March 16, 2020 - 3:05pm

Raise your hands if you have heard of any of the following words (bonus marks if you can define them): ablenormativity, anthropocentrism, antiessentialism and aversive racism.

Credit: New Discourses

No? How about: Corporeality, regulatory fiction, responsibilizing and ressentiment?

For those finding themselves at a loss, don’t worry — you’re not alone. It seems like every time you refresh your Twitter feed or read an article from Vice, a new word or phrase pops up that everyone is supposed to know. Quite often it feels like a different language entirely.

That’s why someone has taken on the Sisyphean task of creating a plain-language encyclopaedia of all the social justice terminology out there. With a newly launched website, James Lindsay’s New Discourses aims to provide the ‘politically homeless’ with a travel guide into the confusing world of wokery. He writes:

Whether it’s “political correctness” coming from the progressive left, “patriotic correctness” coming from the reactionary right, or “blasphemy” coming from the religious, New Discourses wants to help us rise above all of it so that we can talk honestly, clearly, and courageously with each other. That’s why these discourses will be new–at least in the sense that they’ll be new again and new to many of us.

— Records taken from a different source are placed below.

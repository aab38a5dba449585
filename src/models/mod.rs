// RouterOS REST payload models

mod health;
mod interface;
mod resource;
mod wire;

pub use health::{Health, HealthEntry};
pub use interface::Interface;
pub use resource::Resource;
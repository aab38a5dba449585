// /system/resource

use serde::Deserialize;

use super::wire::f64_from_wire;

#[derive(Debug, Clone, Default, PartialEq, Deserialize)]
#[serde(rename_all = "kebab-case")]
pub struct Resource {
    #[serde(default, deserialize_with = "f64_from_wire")]
    pub cpu_count: f64,
    /// MHz
    #[serde(default, deserialize_with = "f64_from_wire")]
    pub cpu_frequency: f64,
    /// Percent, all CPUs combined.
    #[serde(default, deserialize_with = "f64_from_wire")]
    pub cpu_load: f64,
    #[serde(default, deserialize_with = "f64_from_wire")]
    pub free_hdd_space: f64,
    #[serde(default, deserialize_with = "f64_from_wire")]
    pub total_hdd_space: f64,
    #[serde(default, deserialize_with = "f64_from_wire")]
    pub free_memory: f64,
    #[serde(default, deserialize_with = "f64_from_wire")]
    pub total_memory: f64,
    #[serde(rename = "write-sect-since-reboot", default, deserialize_with = "f64_from_wire")]
    pub write_sectors_since_reboot: f64,
    #[serde(rename = "write-sect-total", default, deserialize_with = "f64_from_wire")]
    pub write_sectors_total: f64,
}
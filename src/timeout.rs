// Scrape-deadline negotiation between the collector and the configured ceiling

use axum::http::HeaderMap;

use crate::error::Error;

/// Header Prometheus sets to advertise its scrape deadline.
pub const SCRAPE_TIMEOUT_HEADER: &str = "x-prometheus-scrape-timeout-seconds";

/// Deadline assumed when the collector does not send one.
pub const DEFAULT_SCRAPE_TIMEOUT_SECS: f64 = 120.0;

/// Subtracted from the collector deadline so the device call gives up first.
pub const TIMEOUT_OFFSET_SECS: f64 = 0.5;

/// Effective per-probe timeout in seconds.
///
/// `ceiling <= 0` means no ceiling is configured. A non-positive result means
/// "no time budget"; the device client turns it into an immediate failure.
pub fn negotiate(scrape_timeout: Option<&str>, ceiling: f64) -> Result<f64, Error> {
    let requested = match scrape_timeout.map(str::trim) {
        None | Some("") => DEFAULT_SCRAPE_TIMEOUT_SECS,
        Some(raw) => raw
            .parse::<f64>()
            .ok()
            .filter(|secs| secs.is_finite())
            .ok_or_else(|| Error::InvalidTimeoutFormat(raw.to_string()))?,
    };

    let adjusted = requested - TIMEOUT_OFFSET_SECS;
    if (ceiling > 0.0 && ceiling < adjusted) || adjusted < 0.0 {
        return Ok(ceiling);
    }
    Ok(adjusted)
}

/// Reads the scrape-timeout header (if any) and negotiates against `ceiling`.
pub fn negotiate_from_headers(headers: &HeaderMap, ceiling: f64) -> Result<f64, Error> {
    let raw = headers
        .get(SCRAPE_TIMEOUT_HEADER)
        .map(|value| {
            value.to_str().map_err(|_| {
                Error::InvalidTimeoutFormat(String::from_utf8_lossy(value.as_bytes()).into_owned())
            })
        })
        .transpose()?;
    negotiate(raw, ceiling)
}
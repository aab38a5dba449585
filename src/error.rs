// Error taxonomy for a probe request

use axum::http::StatusCode;
use axum::response::{IntoResponse, Response};
use thiserror::Error;

#[derive(Error, Debug)]
pub enum Error {
    /// No credential with this name in the config file.
    #[error("credential not found: {0}")]
    CredentialNotFound(String),

    /// Scrape-timeout header present but not a finite number of seconds.
    #[error("invalid scrape timeout {0:?}: expected a number of seconds")]
    InvalidTimeoutFormat(String),

    /// Transport failure: connect, TLS, timeout, or body read.
    #[error("device unreachable: {0}")]
    DeviceUnreachable(#[source] reqwest::Error),

    #[error("received invalid status code {status} from {path}")]
    DeviceBadStatus { path: String, status: u16 },

    #[error("malformed payload from {path}: {source}")]
    DeviceDecodeError {
        path: String,
        #[source]
        source: serde_json::Error,
    },
}

impl Error {
    /// Errors raised by the device itself; these become a failed-probe snapshot, not an HTTP error.
    pub fn is_device_error(&self) -> bool {
        matches!(
            self,
            Error::DeviceUnreachable(_) | Error::DeviceBadStatus { .. } | Error::DeviceDecodeError { .. }
        )
    }

    pub fn status_code(&self) -> StatusCode {
        match self {
            Error::CredentialNotFound(_) => StatusCode::BAD_REQUEST,
            Error::InvalidTimeoutFormat(_) => StatusCode::INTERNAL_SERVER_ERROR,
            _ => StatusCode::BAD_GATEWAY,
        }
    }
}

impl IntoResponse for Error {
    fn into_response(self) -> Response {
        (self.status_code(), self.to_string()).into_response()
    }
}
// Device probe client: RouterOS REST API over reqwest

use std::future::Future;
use std::time::Duration;

use serde::de::DeserializeOwned;
use tracing::instrument;

use crate::error::Error;
use crate::models::{Health, Interface, Resource};
use crate::version::USER_AGENT;

const HEALTH_PATH: &str = "/system/health";
const INTERFACES_PATH: &str = "/interface";
const RESOURCE_PATH: &str = "/system/resource";

/// What the snapshot builder needs from a device. Tests substitute a stub.
pub trait DeviceProbe {
    fn fetch_health(&self) -> impl Future<Output = Result<Health, Error>> + Send;
    fn fetch_interfaces(&self) -> impl Future<Output = Result<Vec<Interface>, Error>> + Send;
    fn fetch_resource(&self) -> impl Future<Output = Result<Resource, Error>> + Send;
}

/// Per-probe connection settings. Built fresh for every request.
#[derive(Clone)]
pub struct DeviceConfig {
    pub address: String,
    pub username: String,
    pub password: String,
    /// Effective timeout in seconds; non-positive means no budget.
    pub timeout_secs: f64,
    pub skip_tls_verify: bool,
}

pub struct RouterOsClient {
    http: reqwest::Client,
    base_url: String,
    username: String,
    password: String,
}

impl RouterOsClient {
    pub fn new(config: DeviceConfig) -> Result<Self, Error> {
        let http = reqwest::Client::builder()
            .user_agent(USER_AGENT)
            .danger_accept_invalid_certs(config.skip_tls_verify)
            .timeout(request_timeout(config.timeout_secs))
            .build()
            .map_err(Error::DeviceUnreachable)?;
        Ok(Self {
            http,
            base_url: base_url(&config.address),
            username: config.username,
            password: config.password,
        })
    }

    pub fn url(&self, path: &str) -> String {
        format!("{}/rest{}", self.base_url, path)
    }

    async fn get<T: DeserializeOwned>(&self, path: &str) -> Result<T, Error> {
        let response = self
            .http
            .get(self.url(path))
            .basic_auth(&self.username, Some(&self.password))
            .send()
            .await
            .map_err(Error::DeviceUnreachable)?;

        let status = response.status();
        if !status.is_success() {
            return Err(Error::DeviceBadStatus {
                path: path.to_string(),
                status: status.as_u16(),
            });
        }

        let body = response.bytes().await.map_err(Error::DeviceUnreachable)?;
        serde_json::from_slice(&body).map_err(|source| Error::DeviceDecodeError {
            path: path.to_string(),
            source,
        })
    }
}

impl DeviceProbe for RouterOsClient {
    #[instrument(skip(self), fields(device = %self.base_url, operation = "fetch_health"))]
    async fn fetch_health(&self) -> Result<Health, Error> {
        self.get(HEALTH_PATH).await
    }

    #[instrument(skip(self), fields(device = %self.base_url, operation = "fetch_interfaces"))]
    async fn fetch_interfaces(&self) -> Result<Vec<Interface>, Error> {
        self.get(INTERFACES_PATH).await
    }

    #[instrument(skip(self), fields(device = %self.base_url, operation = "fetch_resource"))]
    async fn fetch_resource(&self) -> Result<Resource, Error> {
        self.get(RESOURCE_PATH).await
    }
}

/// Zero for a non-positive or non-finite budget, so the request fails at once.
fn request_timeout(secs: f64) -> Duration {
    if secs.is_finite() && secs > 0.0 {
        Duration::try_from_secs_f64(secs).unwrap_or(Duration::MAX)
    } else {
        Duration::ZERO
    }
}

/// The REST API is HTTPS-only on RouterOS, so a bare host gets `https://`.
fn base_url(address: &str) -> String {
    let address = address.trim().trim_end_matches('/');
    if address.contains("://") {
        address.to_string()
    } else {
        format!("https://{address}")
    }
}
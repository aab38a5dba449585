// /system/health

use serde::Deserialize;

use super::wire::parse_f64;

/// One row of `/system/health`; RouterOS 7 reports sensors as a list.
#[derive(Debug, Clone, Deserialize)]
pub struct HealthEntry {
    pub name: String,
    #[serde(default)]
    pub value: String,
}

/// Board health. Sensors the device does not report read as 0.
#[derive(Debug, Clone, Default, PartialEq, Deserialize)]
#[serde(try_from = "Vec<HealthEntry>")]
pub struct Health {
    pub temperature: f64,
    pub voltage: f64,
}

impl TryFrom<Vec<HealthEntry>> for Health {
    type Error = String;

    fn try_from(entries: Vec<HealthEntry>) -> Result<Self, Self::Error> {
        let mut health = Health::default();
        for entry in entries {
            let slot = match entry.name.as_str() {
                "temperature" => &mut health.temperature,
                "voltage" => &mut health.voltage,
                _ => continue,
            };
            *slot = parse_f64(&entry.value)
                .ok_or_else(|| format!("invalid {} value {:?}", entry.name, entry.value))?;
        }
        Ok(health)
    }
}
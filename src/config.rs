use std::collections::HashMap;
use std::fmt;
use std::path::Path;

use serde::Deserialize;

use crate::error::Error;

#[derive(Debug, Clone, Deserialize)]
pub struct AppConfig {
    #[serde(default)]
    pub server: ServerConfig,
    #[serde(default)]
    pub probe: ProbeConfig,
    pub credentials: HashMap<String, Credential>,
}

#[derive(Debug, Clone, Deserialize)]
pub struct ServerConfig {
    #[serde(default = "default_host")]
    pub host: String,
    #[serde(default = "default_port")]
    pub port: u16,
}

impl Default for ServerConfig {
    fn default() -> Self {
        Self {
            host: default_host(),
            port: default_port(),
        }
    }
}

fn default_host() -> String {
    "0.0.0.0".into()
}

fn default_port() -> u16 {
    8080
}

#[derive(Debug, Clone, Default, Deserialize)]
pub struct ProbeConfig {
    /// Upper bound on a probe's device timeout, in seconds. Unset or 0 means no ceiling.
    #[serde(default)]
    pub timeout_secs: Option<f64>,
}

impl ProbeConfig {
    /// Ceiling as passed to the timeout negotiator (0 = unset).
    pub fn timeout_ceiling(&self) -> f64 {
        self.timeout_secs.unwrap_or(0.0)
    }
}

#[derive(Clone, Deserialize)]
pub struct Credential {
    pub username: String,
    #[serde(default)]
    pub password: String,
}

impl fmt::Debug for Credential {
    fn fmt(&self, f: &mut fmt::Formatter<'_>) -> fmt::Result {
        f.debug_struct("Credential")
            .field("username", &self.username)
            .field("password", &"<redacted>")
            .finish()
    }
}

impl AppConfig {
    pub fn load_from_path(path: impl AsRef<Path>) -> anyhow::Result<Self> {
        let path = path.as_ref();
        let s = std::fs::read_to_string(path)
            .map_err(|e| anyhow::anyhow!("reading config {}: {}", path.display(), e))?;
        Self::load_from_str(&s)
    }

    /// Parse and validate config from a string (e.g. for tests).
    pub fn load_from_str(s: &str) -> anyhow::Result<Self> {
        let config: AppConfig = toml::from_str(s)?;
        config.validate()?;
        Ok(config)
    }

    fn validate(&self) -> anyhow::Result<()> {
        anyhow::ensure!(
            self.server.port > 0,
            "server.port must be between 1 and 65535, got {}",
            self.server.port
        );
        anyhow::ensure!(!self.server.host.is_empty(), "server.host must be non-empty");
        if let Some(timeout) = self.probe.timeout_secs {
            anyhow::ensure!(
                timeout.is_finite() && timeout >= 0.0,
                "probe.timeout_secs must be a non-negative number, got {}",
                timeout
            );
        }
        anyhow::ensure!(
            !self.credentials.is_empty(),
            "credentials must define at least one entry"
        );
        for (name, credential) in &self.credentials {
            anyhow::ensure!(
                !credential.username.is_empty(),
                "credentials.{}.username must be non-empty",
                name
            );
        }
        Ok(())
    }

    pub fn find_credential(&self, name: &str) -> Result<&Credential, Error> {
        self.credentials
            .get(name)
            .ok_or_else(|| Error::CredentialNotFound(name.to_string()))
    }
}
// /interface

use serde::Deserialize;

use super::wire::{bool_from_wire, f64_from_wire};

#[derive(Debug, Clone, Default, PartialEq, Deserialize)]
#[serde(rename_all = "kebab-case")]
pub struct Interface {
    #[serde(default)]
    pub name: String,
    #[serde(rename = "type", default)]
    pub kind: String,
    #[serde(default, deserialize_with = "bool_from_wire")]
    pub running: bool,
    #[serde(default, deserialize_with = "bool_from_wire")]
    pub disabled: bool,
    #[serde(default, deserialize_with = "f64_from_wire")]
    pub rx_byte: f64,
    #[serde(default, deserialize_with = "f64_from_wire")]
    pub rx_drop: f64,
    #[serde(default, deserialize_with = "f64_from_wire")]
    pub rx_error: f64,
    #[serde(default, deserialize_with = "f64_from_wire")]
    pub rx_packet: f64,
    #[serde(default, deserialize_with = "f64_from_wire")]
    pub tx_byte: f64,
    #[serde(default, deserialize_with = "f64_from_wire")]
    pub tx_drop: f64,
    #[serde(default, deserialize_with = "f64_from_wire")]
    pub tx_error: f64,
    #[serde(default, deserialize_with = "f64_from_wire")]
    pub tx_packet: f64,
    #[serde(default, deserialize_with = "f64_from_wire")]
    pub tx_queue_drop: f64,
}

impl Interface {
    /// Running and not administratively disabled.
    pub fn is_active(&self) -> bool {
        self.running && !self.disabled
    }
}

The purpose of New Discourses is to meet the need that the problem of political alienation and homelessness has created. It is to be a place where dialogue is possible and encouraged, regardless of differences in politics, aiming to be responsible with our speech and thought while not feeling fettered by restrictions of political correctness in any of its myriad manifestations. It also hopes to inspire dialogue—both new ways to discuss old topics and new conversations in their own right.

- James Lindsay, New Discourses

According to Lindsay, New Discourses is an apolitical, post-partisan platform that is liberal only in the ‘philosophical and ethical’ sense. Its aim is to create a forum for open and free discussion without fear of retribution, but it is pretty clear on what side of the political spectrum Lindsay’s bugbears lie. The very basis of the site’s creation came in response to the ‘Critical Social Justice’ movement — an exclusively Left-wing phenomenon — and its articles are mostly geared towards Leftist shibboleths: ‘The illiberalism of social justice,’ ‘Translations from the Wokish’ and ‘Naming the Enemy: Critical Social Justice’, to name a few.

Nevertheless, Lindsay deserves much credit for the lengths he has gone to in engaging with his enemy. His meticulous documentation of all the new CSJ words and phrases that have creeped into everyday discourse is so extensive that it borders on the ridiculousness. If it wasn’t so depressing, reading them in their entirety would almost be quite funny, but then again, that’s probably the point.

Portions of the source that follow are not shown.